Computer Vision CSCI 1430 Final Project
Structure: capture.py -> records screen and raw keyboard inputs preprocess.py -> preprocess screen recordings and keyboard logs dataset.py -> turns preprocessed data into dataset for training model.py -> neural network architecture train.py -> trains the network test_model.py -> offline tests for the model play.py -> runs the neural network, interacts with the game
Dev Notes: Apr 24 (Lixing) finished capture.py. Started writing function definition for preprocess.py. Need to record more data.
Note: current video resolution is 960x544, can consider reducing it by
half to speed up neural network. We can also consider cropping the
video since we only need the center track...but in some cases the
track is not in the middle, like in the calibration page
Note: since this is gonna be real-time inference of neural networks,
we really really need LOW LATENCY. An RNN is not very computational
heavy compared to a CNN. We can consider using something like ResNet-50
or ones with less depth to speed things up.
Apr 25 (Lixing)
Reduced video resolution to 480x272 (half of original).
Added more data.
Apr 26 (Lixing)
Started implementing preprocess.py. Implemented 1) key mapping that
turns every relevant key into an integer index 2) key_log array
conversion and visualization that encodes every key_log with an
array of shape (total_frame_count, 6). Improved documentations.
Apr 27 (Lixing)
Added more data. Bug fixes for preprocess.py
May 1 (Jonie)
Finished preprocess.py (added validation and trim_video)

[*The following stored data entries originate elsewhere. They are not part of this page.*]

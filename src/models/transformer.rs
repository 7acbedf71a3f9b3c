//! Shared transformer building blocks.
//!
//! Contains `RotaryEmbedding`, `Attention`, `CrossAttention`, `MLP`,
//! `DecoderLayer` and the sentinel-aware `ZeroIdxEmbedding` — used by both
//! the backbone assembled in [`super::lm`] and the per-step depth decoder in
//! [`super::depth_decoder`].

use anyhow::{bail, Result};
use candle_core::{Device, IndexOp, Module, Tensor, D};
use candle_nn::{embedding, linear_no_bias, rms_norm, Embedding, Linear, RmsNorm, VarBuilder};

#[cfg(feature = "flash-attn")]
use candle_flash_attn::flash_attn;

use super::config::TransformerConfig;
use super::kv_cache::{KVCache, LayerCache};
use crate::tokens::Token;

/// Create a causal attention mask.
///
/// Returns a `[1, 1, seq_len, offset + seq_len]` tensor where position `(i, j)`
/// is `0.0` if `j <= offset + i` (allowed) and `NEG_INFINITY` (masked).
pub fn create_causal_mask(seq_len: usize, offset: usize, device: &Device) -> Result<Tensor> {
    let total_len = offset + seq_len;
    let mask: Vec<f32> = (0..seq_len)
        .flat_map(|i| {
            (0..total_len).map(move |j| {
                if j <= offset + i {
                    0.0
                } else {
                    f32::NEG_INFINITY
                }
            })
        })
        .collect();

    Ok(Tensor::new(mask.as_slice(), device)?.reshape((1, 1, seq_len, total_len))?)
}
/// Knobs for [`LmModel::generate`], with every default spelled out.
#[derive(Debug, Clone)]
pub struct GenerateParams {
    /// Logical steps to produce per stream.
    pub max_gen_len: usize,
    /// How next tokens are picked from logits.
    pub policy: SamplingPolicy,
    /// Guidance coefficient; `None` falls back to the model config.
    pub cfg_coef: Option<f64>,
    /// Guidance arrangement; `None` falls back to the model config.
    pub two_step_cfg: Option<bool>,
    /// Which streams to generate.
    pub modality: Modality,
    /// Trailing prompt steps dropped before replay, to skip padding
    /// artifacts at the end of an encoded prompt. 1 is usually enough.
    pub strip: usize,
    /// Validate every value fed into the model. Slow; debugging aid.
    pub check: bool,
    /// Replay at least from this offset even when the prompt is longer, so
    /// replicas with different prompts execute identical step counts.
    pub min_start_offset: Option<usize>,
    /// Sampling seed; `None` draws from system entropy.
    pub seed: Option<u64>,
}

impl Default for GenerateParams {
    fn default() -> Self {
        Self {
            max_gen_len: 256,
            policy: SamplingPolicy::default(),
            cfg_coef: None,
            two_step_cfg: None,
            modality: Modality::Audio,
            strip: 0,
            check: false,
            min_start_offset: None,
            seed: None,
        }
    }
}

/// Streaming state per guidance pass.
///
/// Two-pass guidance keeps a second, independently owned state so the
/// conditional and unconditional passes can never corrupt each other's
/// caches. The other arrangements only ever touch `cond`.
struct GuidanceStates {
    cond: StreamingState,
    uncond: Option<StreamingState>,
}

impl GuidanceStates {
    fn new(model: &LmModel, conditions: &CfgConditions) -> Self {
        let uncond = matches!(conditions, CfgConditions::TwoPass { .. })
            .then(|| model.streaming_state());
        Self {
            cond: model.streaming_state(),
            uncond,
        }
    }
}

/// Split batch-doubled logits back into (conditional, null) halves and
/// combine them.
fn split_guided(logits: &Tensor, batch: usize, cfg_coef: f64) -> Result<Tensor> {
    let cond = logits.narrow(0, 0, batch)?;
    let uncond = logits.narrow(0, batch, batch)?;
    apply_guidance(&cond, &uncond, cfg_coef)
}

/// Encode one resolved token per batch row as a `[batch, 1, 1]` burst input.
fn burst_input(tokens: &[Token], cardinality: usize, device: &Device) -> Result<Tensor> {
    let ids: Vec<i64> = tokens.iter().map(|t| t.to_id(cardinality)).collect();
    Ok(Tensor::from_vec(ids, (tokens.len(), 1, 1), device)?)
}

/// Apply the no-overwrite and delay-arrival rules to freshly produced
/// candidates for stream `k` at physical step `offset`: a caller-supplied
/// value always wins over a candidate, and a stream whose delay has not
/// arrived yet stays at its initial token.
fn resolve_stream(
    grid: &TokenGrid,
    candidates: Vec<Token>,
    k: usize,
    offset: usize,
    delay: usize,
    initial: Token,
) -> Vec<Token> {
    candidates
        .into_iter()
        .enumerate()
        .map(|(b, candidate)| {
            if offset < delay {
                return initial;
            }
            let existing = grid.get(b, k, offset + 1);
            if existing.is_ungenerated() {
                candidate
            } else {
                existing
            }
        })
        .collect()
}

Implemented validation() so key logs have matching key press/release pairs.
Created trim_video() to trim videos and sync them with key logs.
Helped make preprocessed data usable for for model training.
May 1 (Lixing)
In capture.py, further reduced video size to 128x224, and cropped
the videos to tracks in the middle.
To mediate videos already collected, preprocess.py
trim_video() automatically crops video frames before saving the video.
Added more data. Cleaned a lot lot data with validation()
May 6 (Lixing)
Added more data. Finished dataset.py, which defines a Dataset
class and uses tf.data.Dataset. When calling model.fit(), we can do:
dataset = Dataset(capture_path, key_log_path, batch_size=8)
model.fit(dataset.batched_data, epoch=60)
or
model.fit(dataset.data, epoch=60)
when batch_size is not specified.
May 9 (Jonie)
Wrote and finalized play.py.
play.py: loads the trained model and runs real-time gameplay. The file
uses screen capture and simulates key presses.
Implemented Player class with methods: get_loaded_model(),
preprocess_frame(), update_keys(), release_keys(), and play().
Player class with modular methods:
get_loaded_model(): loads the trained model.
preprocess_frame(): captures and processes frames.
update_keys(): simulates key presses based on model output probabilities.
release_keys(): releases all currently pressed keys.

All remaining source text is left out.